In the art theory of Buddhism, the presence of trees not only adds specific religious interpretations to the images but also creates a certain special "beauty of trees" in themselves. Trees can be used to metaphorically represent the bodies of Buddhas and Bodhisattvas: soft and delicate trees symbolize female deities, while tall and sturdy trees represent spiritual masters. In Denzang Pencuo's "The Mirror of Colored Painting Techniques," it is mentioned that "trees have various colors, can represent various forms, and can manifest various emotions." Traditional Tibetan painting schools all include the depiction of trees as a basic skill to varying degrees, and good artwork can often reveal the artist's personality and passion through trees, grass, and stones. Among the various painting schools in Tibetan areas, the Karma Gadri painting school's depiction of trees can be considered exceptional.
"The Three Great Achievers", 19th century, Rubin Museum of Art, New York
Most of the artists of the Karma Kagyu painting school belong to the Gelug tradition, and the emphasis on depicting great achievements in the Gelug tradition, which has its origins in the history of the sect. Limited textual records provide artists with room to imagine, bringing achievements from South Asia to the mountains and forests of Kham.
Local: Trees beside the cliff
"The Three Great Achievers", 19th century, The Rubin Museum of Art, New York
Local: Trees next to the cliff
"Three Great Achievers," 19th century, New York Ruben Museum
Local: Trees next to the cliffs
The three above-mentioned works belong to the later period of the Karma Gadri painting school. Although they are from the same school, they have different styles and themes despite their similar compositions.

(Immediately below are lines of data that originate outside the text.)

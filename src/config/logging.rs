//! Logging configuration

use serde::{Deserialize, Serialize};
use std::fmt;
use tracing_subscriber::EnvFilter;

/// Log output format
#[derive(Debug, Clone, Copy, Default, PartialEq, Eq, Serialize, Deserialize)]
#[serde(rename_all = "lowercase")]
pub enum LogFormat {
    #[default]
    Text,
    Json,
}

/// Log severity level
#[derive(Debug, Clone, Copy, Default, PartialEq, Eq, Serialize, Deserialize)]
#[serde(rename_all = "lowercase")]
pub enum LogLevel {
    Trace,
    Debug,
    #[default]
    Info,
    Warn,
    Error,
}

impl LogLevel {
    pub fn as_str(&self) -> &'static str {
        match self {
            Self::Trace => "trace",
            Self::Debug => "debug",
            Self::Info => "info",
            Self::Warn => "warn",
            Self::Error => "error",
        }
    }

    pub fn as_tracing(&self) -> tracing::Level {
        match self {
            Self::Trace => tracing::Level::TRACE,
            Self::Debug => tracing::Level::DEBUG,
            Self::Info => tracing::Level::INFO,
            Self::Warn => tracing::Level::WARN,
            Self::Error => tracing::Level::ERROR,
        }
    }
}

impl fmt::Display for LogLevel {
    fn fmt(&self, f: &mut fmt::Formatter<'_>) -> fmt::Result {
        f.write_str(self.as_str())
    }
}

/// Logging configuration. Log lines always go to stderr.
#[derive(Debug, Clone, Default, Serialize, Deserialize)]
#[serde(default)]
pub struct LoggingConfig {
    pub format: LogFormat,
    pub level: LogLevel,
}

impl LoggingConfig {
    /// Filter for the subscriber. `--debug` wins; otherwise `RUST_LOG`-style
    /// directives refine the configured level.
    pub fn env_filter(&self, debug: bool, directives: Option<&str>) -> EnvFilter {
        if debug {
            return EnvFilter::new(LogLevel::Debug.as_str());
        }
        EnvFilter::builder()
            .with_default_directive(self.level.as_tracing().into())
            .parse_lossy(directives.unwrap_or_default())
    }
}
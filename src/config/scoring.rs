//! Scoring defaults

use serde::{Deserialize, Serialize};
use std::collections::BTreeMap;

/// Defaults for a scoring run, overridden by command-line flags
#[derive(Debug, Clone, Serialize, Deserialize)]
#[serde(default)]
pub struct ScoringConfig {
    /// Sampling policy: revision, monthly, biannually, annually or latest
    pub score_at: String,
    /// Concurrent dump files (default: available parallelism)
    pub processes: Option<usize>,
    /// Label -> weight, applied on top of the built-in table
    pub class_weights: BTreeMap<String, i64>,
    /// First year of the threshold calendar
    pub start_year: i32,
}

impl Default for ScoringConfig {
    fn default() -> Self {
        Self {
            score_at: "latest".to_string(),
            processes: None,
            class_weights: BTreeMap::new(),
            start_year: crate::scoring::calendar::START_YEAR,
        }
    }
}

impl ScoringConfig {
    /// Worker count to use when neither the config nor the command line sets one
    pub fn default_processes() -> usize {
        std::thread::available_parallelism()
            .map(|n| n.get())
            .unwrap_or(1)
    }
}
//! Configuration for extract-scores

mod logging;
mod scoring;

pub use logging::{LogFormat, LogLevel, LoggingConfig};
pub use scoring::ScoringConfig;

use crate::model::ModelError;
use crate::scoring::calendar::ScoreAt;
use crate::types::TimestampError;
use anyhow::Result;
use serde::{Deserialize, Serialize};
use std::path::{Path, PathBuf};
use thiserror::Error;

/// Config file read when `--config` is not given
pub const DEFAULT_CONFIG_FILE: &str = "extract-scores.toml";

/// Problems detected before any dump is read
#[derive(Debug, Error)]
pub enum ConfigError {
    #[error("score-at value '{value}' not available in {{revision, monthly, biannually, annually, latest}}")]
    UnknownScoreAt { value: String },

    #[error("Malformed class weight '{value}': {reason}")]
    MalformedClassWeight { value: String, reason: String },

    #[error("Model label '{label}' has no class weight; add one with --class-weight")]
    UnweightedLabel { label: String },

    #[error("Invalid sunset: {0}")]
    Sunset(#[from] TimestampError),

    #[error("Failed to load model '{}': {source}", path.display())]
    Model {
        path: PathBuf,
        #[source]
        source: ModelError,
    },

    #[error("Process count must be positive")]
    InvalidProcesses,
}

/// Main configuration
#[derive(Debug, Clone, Default, Serialize, Deserialize)]
pub struct Config {
    #[serde(default)]
    pub logging: LoggingConfig,
    #[serde(default)]
    pub scoring: ScoringConfig,
}

impl Config {
    /// Load configuration from a TOML file and validate it
    pub fn load(path: &Path) -> Result<Self> {
        let content = std::fs::read_to_string(path)
            .map_err(|e| anyhow::anyhow!("Failed to read config file '{}': {}", path.display(), e))?;
        let config: Config = toml::from_str(&content)
            .map_err(|e| anyhow::anyhow!("Failed to parse config file '{}': {}", path.display(), e))?;
        config.validate()?;
        Ok(config)
    }

    /// Load `path` if it exists, defaults otherwise
    pub fn load_or_default(path: &Path) -> Result<Self> {
        if path.exists() {
            Self::load(path)
        } else {
            Ok(Self::default())
        }
    }

    /// Validate all configuration fields, reporting every problem at once
    pub fn validate(&self) -> Result<()> {
        let mut errors: Vec<String> = Vec::new();

        if let Err(e) = self.scoring.score_at.parse::<ScoreAt>() {
            errors.push(e.to_string());
        }
        if self.scoring.processes == Some(0) {
            errors.push("processes must be positive".to_string());
        }
        if !(1..=9999).contains(&self.scoring.start_year) {
            errors.push(format!(
                "start_year must be between 1 and 9999, got {}",
                self.scoring.start_year
            ));
        }

        if errors.is_empty() {
            Ok(())
        } else {
            anyhow::bail!(
                "Configuration validation failed:\n  - {}",
                errors.join("\n  - ")
            );
        }
    }
}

As the polymath Sidu Qoigijonae (1699-1774) once said, "One can take the beauty of trees from the sacred realm of India, the land of Han, and what one sees in Tibet, and paint them in one's own way." Some researchers unfairly attribute the natural landscapes in the Karma Gadri painting school entirely to their imitation of East Asian aesthetics, which is a biased view.
"Sujata Thera," 18th century, Rubin Museum of Art, New York
Thought to possibly be a self-portrait of Siddhartha Renboche
As artists living in a place, they often immerse themselves in their surroundings (Tibetan painters are often asked to observe every detail around them). Without seeing the extraordinary beauty of Tibet, how can one know that Tibetan artists have already positioned themselves as observers of a pure land, while the paradise that ordinary people yearn for is actually found in the trees and stones around them. The scenery doesn't speak, the painters do.
"Rongzompa", 17th century, Rubin Museum of Art, New York
Local: Pear tree and pear blossom
Partial: Peach tree coexisting with pear tree
The beauty of a momentary glance at a tree is indescribable.